• **Brief**
Lines in the listing below that include the word "crate" need to be copied.

• **Record excerpts**
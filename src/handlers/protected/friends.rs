use axum::{
    extract::{Query, State},
    Extension,
};
use serde::Deserialize;
use uuid::Uuid;

use crate::auth::AuthUser;
use crate::database::models::{Friendship, UserProfile};
use crate::middleware::{ApiResponse, ApiResult};
use crate::state::AppState;

#[derive(Debug, Deserialize)]
pub struct ReceiverQuery {
    pub receiver_id: Uuid,
}

#[derive(Debug, Deserialize)]
pub struct SenderQuery {
    pub sender_id: Uuid,
}

/// POST /api/friends/requests?receiver_id=
pub async fn request_post(
    State(state): State<AppState>,
    Extension(user): Extension<AuthUser>,
    Query(query): Query<ReceiverQuery>,
) -> ApiResult<Friendship> {
    let friendship = state.friends.send_request(&user, query.receiver_id).await?;
    Ok(ApiResponse::created(friendship))
}

/// GET /api/friends/requests - users waiting on the caller's answer
pub async fn request_list(
    State(state): State<AppState>,
    Extension(user): Extension<AuthUser>,
) -> ApiResult<Vec<UserProfile>> {
    let senders = state.friends.list_incoming(&user).await?;
    Ok(ApiResponse::success(senders))
}

/// POST /api/friends/requests/accept?sender_id=
pub async fn request_accept(
    State(state): State<AppState>,
    Extension(user): Extension<AuthUser>,
    Query(query): Query<SenderQuery>,
) -> ApiResult<Friendship> {
    let friendship = state.friends.accept(&user, query.sender_id).await?;
    Ok(ApiResponse::success(friendship))
}

/// POST /api/friends/requests/reject?sender_id=
pub async fn request_reject(
    State(state): State<AppState>,
    Extension(user): Extension<AuthUser>,
    Query(query): Query<SenderQuery>,
) -> ApiResult<Friendship> {
    let friendship = state.friends.reject(&user, query.sender_id).await?;
    Ok(ApiResponse::success(friendship))
}

/// GET /api/friends
pub async fn friend_list(
    State(state): State<AppState>,
    Extension(user): Extension<AuthUser>,
) -> ApiResult<Vec<UserProfile>> {
    let friends = state.friends.list_friends(&user).await?;
    Ok(ApiResponse::success(friends))
}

• **Solution to this problem**
use crate::auth::AuthUser;
use crate::database::models::{Friendship, UserProfile};
use crate::middleware::{ApiResponse, ApiResult};
use crate::state::AppState;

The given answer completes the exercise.